Below are the records; copy each line in which "sync" can be found.

+---+

//! Run state machine: phase identity and the legal transition table.
//!
//! ```text
//!  IDLE ──[start]──▶ BASELINE ──[quantile ≥ bound]──▶ ABORTED_SEAL_WARNING
//!    ▲                   │                                    │
//!    │              [accepted]                              [ack]
//!    │                   ▼                                    │
//!    │               MISTING ──[actuation joined]──▶ ANALYZING│
//!    │                                                   │    │
//!    │                                      [window elapsed / stop]
//!    │                                                   ▼    │
//!    └──────────────[ack]────────────────────────── DECIDED   │
//!    ▲                                                        │
//!    └────────────────────────────────────────────────────────┘
//!
//!  BASELINE / MISTING / ANALYZING ──[cancelled or device lost]──▶ ERRORED ──[ack]──▶ IDLE
//! ```
//!
//! `ERRORED` closes a run that has no verdict; its record is persisted
//! with status `ERROR`.
//!
//! Exactly one [`RunState`] is active system-wide.  The current phase lives
//! in an atomic so the GUI boundary can poll it from any thread while the
//! run itself advances on the orchestration thread.

use core::sync::atomic::{AtomicU8, Ordering};

use log::{info, warn};
use serde::Serialize;

use crate::error::{Error, Result};

// ---------------------------------------------------------------------------
// State identity
// ---------------------------------------------------------------------------

/// Enumeration of all run phases.
/// Must stay in sync with the table built in [`build_state_table`].
#[derive(Debug, Clone, Copy, PartialEq, Eq, Hash, Serialize)]
#[repr(u8)]
pub enum RunState {
    Idle = 0,
    Baseline = 1,
    AbortedSealWarning = 2,
    Misting = 3,
    Analyzing = 4,
    Decided = 5,
    Errored = 6,
}

impl RunState {
    /// Total number of states; sizes the table array.
    pub const COUNT: usize = 7;

    /// Convert a `u8` index back to `RunState`.  Out-of-range values map
    /// to `Idle` after a debug assertion.
    pub fn from_index(idx: usize) -> Self {
        match idx {
            0 => Self::Idle,
            1 => Self::Baseline,
            2 => Self::AbortedSealWarning,
            3 => Self::Misting,
            4 => Self::Analyzing,
            5 => Self::Decided,
            6 => Self::Errored,
            _ => {
                debug_assert!(false, "invalid run state index: {idx}");
                Self::Idle
            }
        }
    }

    pub fn name(self) -> &'static str {
        STATE_TABLE[self as usize].name
    }

    /// States in which a run owns the devices.
    pub fn is_active(self) -> bool {
        matches!(self, Self::Baseline | Self::Misting | Self::Analyzing)
    }
}

// ---------------------------------------------------------------------------
// Transition table
// ---------------------------------------------------------------------------

/// Static descriptor for a single phase.
pub struct StateDescriptor {
    pub id: RunState,
    pub name: &'static str,
    /// Phases reachable from this one.
    pub next: &'static [RunState],
}

static STATE_TABLE: [StateDescriptor; RunState::COUNT] = build_state_table();

/// Build the static state table.
pub const fn build_state_table() -> [StateDescriptor; RunState::COUNT] {
    [
        // Index 0: Idle
        StateDescriptor {
            id: RunState::Idle,
            name: "Idle",
            next: &[RunState::Baseline],
        },
        // Index 1: Baseline
        StateDescriptor {
            id: RunState::Baseline,
            name: "Baseline",
            next: &[
                RunState::AbortedSealWarning,
                RunState::Misting,
                RunState::Errored,
            ],
        },
        // Index 2: AbortedSealWarning (terminal for the run)
        StateDescriptor {
            id: RunState::AbortedSealWarning,
            name: "AbortedSealWarning",
            next: &[RunState::Idle],
        },
        // Index 3: Misting
        StateDescriptor {
            id: RunState::Misting,
            name: "Misting",
            next: &[RunState::Analyzing, RunState::Errored],
        },
        // Index 4: Analyzing
        StateDescriptor {
            id: RunState::Analyzing,
            name: "Analyzing",
            next: &[RunState::Decided, RunState::Errored],
        },
        // Index 5: Decided
        StateDescriptor {
            id: RunState::Decided,
            name: "Decided",
            next: &[RunState::Idle],
        },
        // Index 6: Errored (terminal for the run, no verdict)
        StateDescriptor {
            id: RunState::Errored,
            name: "Errored",
            next: &[RunState::Idle],
        },
    ]
}

/// Whether `from -> to` appears in the transition table.
pub fn is_legal(from: RunState, to: RunState) -> bool {
    STATE_TABLE[from as usize].next.contains(&to)
}

// ---------------------------------------------------------------------------
// FSM engine
// ---------------------------------------------------------------------------

/// Holder of the single system-wide run phase.
pub struct RunFsm {
    current: AtomicU8,
}

impl Default for RunFsm {
    fn default() -> Self {
        Self::new()
    }
}

impl RunFsm {
    pub fn new() -> Self {
        Self {
            current: AtomicU8::new(RunState::Idle as u8),
        }
    }

    /// The current phase.
    pub fn current(&self) -> RunState {
        RunState::from_index(self.current.load(Ordering::Acquire) as usize)
    }

    /// Claim the run slot: `Idle -> Baseline` atomically.
    ///
    /// A second caller racing the first observes [`Error::Busy`]; runs are
    /// rejected, never interleaved.
    pub fn try_begin(&self) -> Result<()> {
        self.current
            .compare_exchange(
                RunState::Idle as u8,
                RunState::Baseline as u8,
                Ordering::AcqRel,
                Ordering::Acquire,
            )
            .map(|_| info!("FSM transition: Idle -> Baseline"))
            .map_err(|_| Error::Busy)
    }

    /// Move to `to` if the table allows it from the current phase.
    pub fn transition(&self, to: RunState) -> Result<()> {
        let from = self.current();
        if !is_legal(from, to) {
            return Err(Error::InvalidTransition { from, to });
        }
        self.current
            .compare_exchange(from as u8, to as u8, Ordering::AcqRel, Ordering::Acquire)
            .map_err(|actual| Error::InvalidTransition {
                from: RunState::from_index(actual as usize),
                to,
            })?;
        info!("FSM transition: {} -> {}", from.name(), to.name());
        Ok(())
    }

    /// Drop back to `Idle` from anywhere.  Last resort when even the
    /// transition to `Errored` is refused.
    pub fn reset(&self) {
        let prev = RunState::from_index(
            self.current.swap(RunState::Idle as u8, Ordering::AcqRel) as usize,
        );
        if prev != RunState::Idle {
            warn!("FSM reset: {} -> Idle", prev.name());
        }
    }
}
//! Adapters: concrete implementations of the hexagonal port traits.
//!
//! | Adapter         | Implements              | Connects to                  |
//! |-----------------|-------------------------|------------------------------|
//! | `ads7830`       | FrameSource             | I2C photodiode ADC           |
//! | `gpio_actuator` | ActuatorDriver          | Relay + stepper GPIO         |
//! | `json_store`    | RunStore, ConfigPort    | JSON-lines log, JSON file    |
//! | `log_sink`      | EventSink               | `log` facade                 |
//! | `sim`           | FrameSource             | Simulated chamber scene      |
//! |                 | ActuatorDriver          |                              |

pub mod ads7830;
pub mod gpio_actuator;
pub mod json_store;
pub mod log_sink;
pub mod sim;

+---+

-- SOLUTION FOR THIS TASK --
use core::sync::atomic::{AtomicU8, Ordering};
/// Must stay in sync with the table built in [`build_state_table`].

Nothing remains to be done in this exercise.